§ **Exercise aim**: The listing below is to be reproduced in full, character for character.

§ **Entries shown**:

* * *

/// Which end of the transport connection a host sits on.
#[derive(Clone, Copy, Debug, PartialEq, Eq, Hash)]
pub enum HostType {
    /// Accepted an inbound connection; the connection is gone once it drops.
    Server,
    /// Initiated the connection, and re-establishes it after a disconnect.
    Client,
}

impl HostType {
    pub fn reconnects(self) -> bool {
        match self {
            HostType::Server => false,
            HostType::Client => true,
        }
    }
}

* * *

§ **Written response**:
/// Which end of the transport connection a host sits on.
#[derive(Clone, Copy, Debug, PartialEq, Eq, Hash)]
pub enum HostType {
    /// Accepted an inbound connection; the connection is gone once it drops.
    Server,
    /// Initiated the connection, and re-establishes it after a disconnect.
    Client,
}

impl HostType {
    pub fn reconnects(self) -> bool {
        match self {
            HostType::Server => false,
            HostType::Client => true,
        }
    }
}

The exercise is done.